What is required: All the data should come back exactly as it was given.

━━━━━━━━━━━━━━━━━━━━━━━━━━━━━━

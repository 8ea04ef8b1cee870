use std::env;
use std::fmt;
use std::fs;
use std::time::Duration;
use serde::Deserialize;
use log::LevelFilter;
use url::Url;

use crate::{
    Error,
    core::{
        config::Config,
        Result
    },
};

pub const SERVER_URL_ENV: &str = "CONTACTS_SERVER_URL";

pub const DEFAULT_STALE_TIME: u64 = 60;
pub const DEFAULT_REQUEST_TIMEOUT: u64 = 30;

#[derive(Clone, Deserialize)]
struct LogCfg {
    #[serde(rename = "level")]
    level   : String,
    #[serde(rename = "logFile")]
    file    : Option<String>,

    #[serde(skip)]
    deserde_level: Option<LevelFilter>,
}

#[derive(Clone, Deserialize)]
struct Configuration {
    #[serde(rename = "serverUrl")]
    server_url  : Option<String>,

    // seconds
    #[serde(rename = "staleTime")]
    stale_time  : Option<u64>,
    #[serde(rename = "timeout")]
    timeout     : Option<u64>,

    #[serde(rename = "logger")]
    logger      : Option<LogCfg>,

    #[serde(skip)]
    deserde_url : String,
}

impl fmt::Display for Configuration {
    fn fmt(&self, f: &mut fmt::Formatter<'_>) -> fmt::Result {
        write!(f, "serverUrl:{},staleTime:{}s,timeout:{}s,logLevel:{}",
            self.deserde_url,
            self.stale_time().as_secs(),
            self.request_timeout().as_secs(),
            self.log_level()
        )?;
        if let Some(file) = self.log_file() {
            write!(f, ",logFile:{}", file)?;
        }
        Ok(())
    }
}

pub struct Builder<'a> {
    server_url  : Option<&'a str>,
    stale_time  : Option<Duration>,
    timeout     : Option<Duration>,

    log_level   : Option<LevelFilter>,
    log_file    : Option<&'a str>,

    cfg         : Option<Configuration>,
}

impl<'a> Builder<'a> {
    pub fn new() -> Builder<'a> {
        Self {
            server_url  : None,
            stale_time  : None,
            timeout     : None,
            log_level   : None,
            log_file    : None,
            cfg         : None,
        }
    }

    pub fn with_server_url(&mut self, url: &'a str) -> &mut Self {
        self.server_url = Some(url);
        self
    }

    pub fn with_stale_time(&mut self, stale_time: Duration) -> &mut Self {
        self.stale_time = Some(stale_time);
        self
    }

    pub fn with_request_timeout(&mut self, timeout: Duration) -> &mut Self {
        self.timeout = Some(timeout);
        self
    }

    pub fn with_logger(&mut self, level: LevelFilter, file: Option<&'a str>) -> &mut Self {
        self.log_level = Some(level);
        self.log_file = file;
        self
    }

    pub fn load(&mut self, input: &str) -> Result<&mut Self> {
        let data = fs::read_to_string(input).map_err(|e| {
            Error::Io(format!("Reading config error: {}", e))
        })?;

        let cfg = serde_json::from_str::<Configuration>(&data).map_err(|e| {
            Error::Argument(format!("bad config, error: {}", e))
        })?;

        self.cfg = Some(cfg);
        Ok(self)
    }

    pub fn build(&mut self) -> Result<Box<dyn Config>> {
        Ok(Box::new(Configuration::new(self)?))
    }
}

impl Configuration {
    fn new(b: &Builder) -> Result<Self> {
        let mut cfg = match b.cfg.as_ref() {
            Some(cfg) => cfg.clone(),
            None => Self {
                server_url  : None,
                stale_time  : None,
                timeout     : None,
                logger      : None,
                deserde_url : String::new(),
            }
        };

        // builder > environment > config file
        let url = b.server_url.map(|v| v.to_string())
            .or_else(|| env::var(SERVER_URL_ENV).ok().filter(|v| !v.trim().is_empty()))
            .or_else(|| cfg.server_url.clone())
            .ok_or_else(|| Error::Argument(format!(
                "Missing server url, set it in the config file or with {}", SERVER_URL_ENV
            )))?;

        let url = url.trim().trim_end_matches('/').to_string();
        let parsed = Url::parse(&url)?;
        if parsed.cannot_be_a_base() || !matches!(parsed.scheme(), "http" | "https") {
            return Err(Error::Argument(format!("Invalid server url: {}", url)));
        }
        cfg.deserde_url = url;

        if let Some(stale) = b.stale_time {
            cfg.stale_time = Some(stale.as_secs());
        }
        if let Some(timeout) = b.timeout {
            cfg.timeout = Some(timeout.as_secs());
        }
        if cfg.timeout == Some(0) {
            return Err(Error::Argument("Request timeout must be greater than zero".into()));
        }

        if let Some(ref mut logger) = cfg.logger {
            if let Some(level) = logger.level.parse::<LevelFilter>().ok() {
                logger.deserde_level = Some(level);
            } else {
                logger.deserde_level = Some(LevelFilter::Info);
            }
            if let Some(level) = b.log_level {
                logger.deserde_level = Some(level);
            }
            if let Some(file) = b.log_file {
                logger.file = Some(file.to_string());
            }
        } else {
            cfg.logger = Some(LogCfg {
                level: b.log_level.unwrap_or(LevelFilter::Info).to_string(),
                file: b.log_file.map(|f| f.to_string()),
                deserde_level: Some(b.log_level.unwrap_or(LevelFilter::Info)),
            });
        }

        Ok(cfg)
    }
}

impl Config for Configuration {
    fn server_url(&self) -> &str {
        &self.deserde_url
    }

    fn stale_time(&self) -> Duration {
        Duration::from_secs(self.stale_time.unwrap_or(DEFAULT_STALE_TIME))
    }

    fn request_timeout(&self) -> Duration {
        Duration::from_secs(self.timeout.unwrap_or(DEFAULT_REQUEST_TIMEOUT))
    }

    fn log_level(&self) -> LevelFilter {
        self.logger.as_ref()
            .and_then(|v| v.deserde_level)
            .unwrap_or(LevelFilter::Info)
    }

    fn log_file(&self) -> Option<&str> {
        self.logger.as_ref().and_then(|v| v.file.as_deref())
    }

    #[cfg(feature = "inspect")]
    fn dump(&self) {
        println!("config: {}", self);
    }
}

━━━━━━━━━━━━━━━━━━━━━━━━━━━━━━

Response area:
repository 8ea04ef8b1cee870
use std::env;
use std::fmt;
use std::fs;
use std::time::Duration;
use serde::Deserialize;
use log::LevelFilter;
use url::Url;

use crate::{
    Error,
    core::{
        config::Config,
        Result
    },
};

pub const SERVER_URL_ENV: &str = "CONTACTS_SERVER_URL";

pub const DEFAULT_STALE_TIME: u64 = 60;
pub const DEFAULT_REQUEST_TIMEOUT: u64 = 30;

#[derive(Clone, Deserialize)]
struct LogCfg {
    #[serde(rename = "level")]
    level   : String,
    #[serde(rename = "logFile")]
    file    : Option<String>,

    #[serde(skip)]
    deserde_level: Option<LevelFilter>,
}

#[derive(Clone, Deserialize)]
struct Configuration {
    #[serde(rename = "serverUrl")]
    server_url  : Option<String>,

    // seconds
    #[serde(rename = "staleTime")]
    stale_time  : Option<u64>,
    #[serde(rename = "timeout")]
    timeout     : Option<u64>,

    #[serde(rename = "logger")]
    logger      : Option<LogCfg>,

    #[serde(skip)]
    deserde_url : String,
}

impl fmt::Display for Configuration {
    fn fmt(&self, f: &mut fmt::Formatter<'_>) -> fmt::Result {
        write!(f, "serverUrl:{},staleTime:{}s,timeout:{}s,logLevel:{}",
            self.deserde_url,
            self.stale_time().as_secs(),
            self.request_timeout().as_secs(),
            self.log_level()
        )?;
        if let Some(file) = self.log_file() {
            write!(f, ",logFile:{}", file)?;
        }
        Ok(())
    }
}

pub struct Builder<'a> {
    server_url  : Option<&'a str>,
    stale_time  : Option<Duration>,
    timeout     : Option<Duration>,

    log_level   : Option<LevelFilter>,
    log_file    : Option<&'a str>,

    cfg         : Option<Configuration>,
}

impl<'a> Builder<'a> {
    pub fn new() -> Builder<'a> {
        Self {
            server_url  : None,
            stale_time  : None,
            timeout     : None,
            log_level   : None,
            log_file    : None,
            cfg         : None,
        }
    }

    pub fn with_server_url(&mut self, url: &'a str) -> &mut Self {
        self.server_url = Some(url);
        self
    }

    pub fn with_stale_time(&mut self, stale_time: Duration) -> &mut Self {
        self.stale_time = Some(stale_time);
        self
    }

    pub fn with_request_timeout(&mut self, timeout: Duration) -> &mut Self {
        self.timeout = Some(timeout);
        self
    }

    pub fn with_logger(&mut self, level: LevelFilter, file: Option<&'a str>) -> &mut Self {
        self.log_level = Some(level);
        self.log_file = file;
        self
    }

    pub fn load(&mut self, input: &str) -> Result<&mut Self> {
        let data = fs::read_to_string(input).map_err(|e| {
            Error::Io(format!("Reading config error: {}", e))
        })?;

        let cfg = serde_json::from_str::<Configuration>(&data).map_err(|e| {
            Error::Argument(format!("bad config, error: {}", e))
        })?;

        self.cfg = Some(cfg);
        Ok(self)
    }

    pub fn build(&mut self) -> Result<Box<dyn Config>> {
        Ok(Box::new(Configuration::new(self)?))
    }
}

impl Configuration {
    fn new(b: &Builder) -> Result<Self> {
        let mut cfg = match b.cfg.as_ref() {
            Some(cfg) => cfg.clone(),
            None => Self {
                server_url  : None,
                stale_time  : None,
                timeout     : None,
                logger      : None,
                deserde_url : String::new(),
            }
        };

        // builder > environment > config file
        let url = b.server_url.map(|v| v.to_string())
            .or_else(|| env::var(SERVER_URL_ENV).ok().filter(|v| !v.trim().is_empty()))
            .or_else(|| cfg.server_url.clone())
            .ok_or_else(|| Error::Argument(format!(
                "Missing server url, set it in the config file or with {}", SERVER_URL_ENV
            )))?;

        let url = url.trim().trim_end_matches('/').to_string();
        let parsed = Url::parse(&url)?;
        if parsed.cannot_be_a_base() || !matches!(parsed.scheme(), "http" | "https") {
            return Err(Error::Argument(format!("Invalid server url: {}", url)));
        }
        cfg.deserde_url = url;

        if let Some(stale) = b.stale_time {
            cfg.stale_time = Some(stale.as_secs());
        }
        if let Some(timeout) = b.timeout {
            cfg.timeout = Some(timeout.as_secs());
        }
        if cfg.timeout == Some(0) {
            return Err(Error::Argument("Request timeout must be greater than zero".into()));
        }

        if let Some(ref mut logger) = cfg.logger {
            if let Some(level) = logger.level.parse::<LevelFilter>().ok() {
                logger.deserde_level = Some(level);
            } else {
                logger.deserde_level = Some(LevelFilter::Info);
            }
            if let Some(level) = b.log_level {
                logger.deserde_level = Some(level);
            }
            if let Some(file) = b.log_file {
                logger.file = Some(file.to_string());
            }
        } else {
            cfg.logger = Some(LogCfg {
                level: b.log_level.unwrap_or(LevelFilter::Info).to_string(),
                file: b.log_file.map(|f| f.to_string()),
                deserde_level: Some(b.log_level.unwrap_or(LevelFilter::Info)),
            });
        }

        Ok(cfg)
    }
}

impl Config for Configuration {
    fn server_url(&self) -> &str {
        &self.deserde_url
    }

    fn stale_time(&self) -> Duration {
        Duration::from_secs(self.stale_time.unwrap_or(DEFAULT_STALE_TIME))
    }

    fn request_timeout(&self) -> Duration {
        Duration::from_secs(self.timeout.unwrap_or(DEFAULT_REQUEST_TIMEOUT))
    }

    fn log_level(&self) -> LevelFilter {
        self.logger.as_ref()
            .and_then(|v| v.deserde_level)
            .unwrap_or(LevelFilter::Info)
    }

    fn log_file(&self) -> Option<&str> {
        self.logger.as_ref().and_then(|v| v.file.as_deref())
    }

    #[cfg(feature = "inspect")]
    fn dump(&self) {
        println!("config: {}", self);
    }
}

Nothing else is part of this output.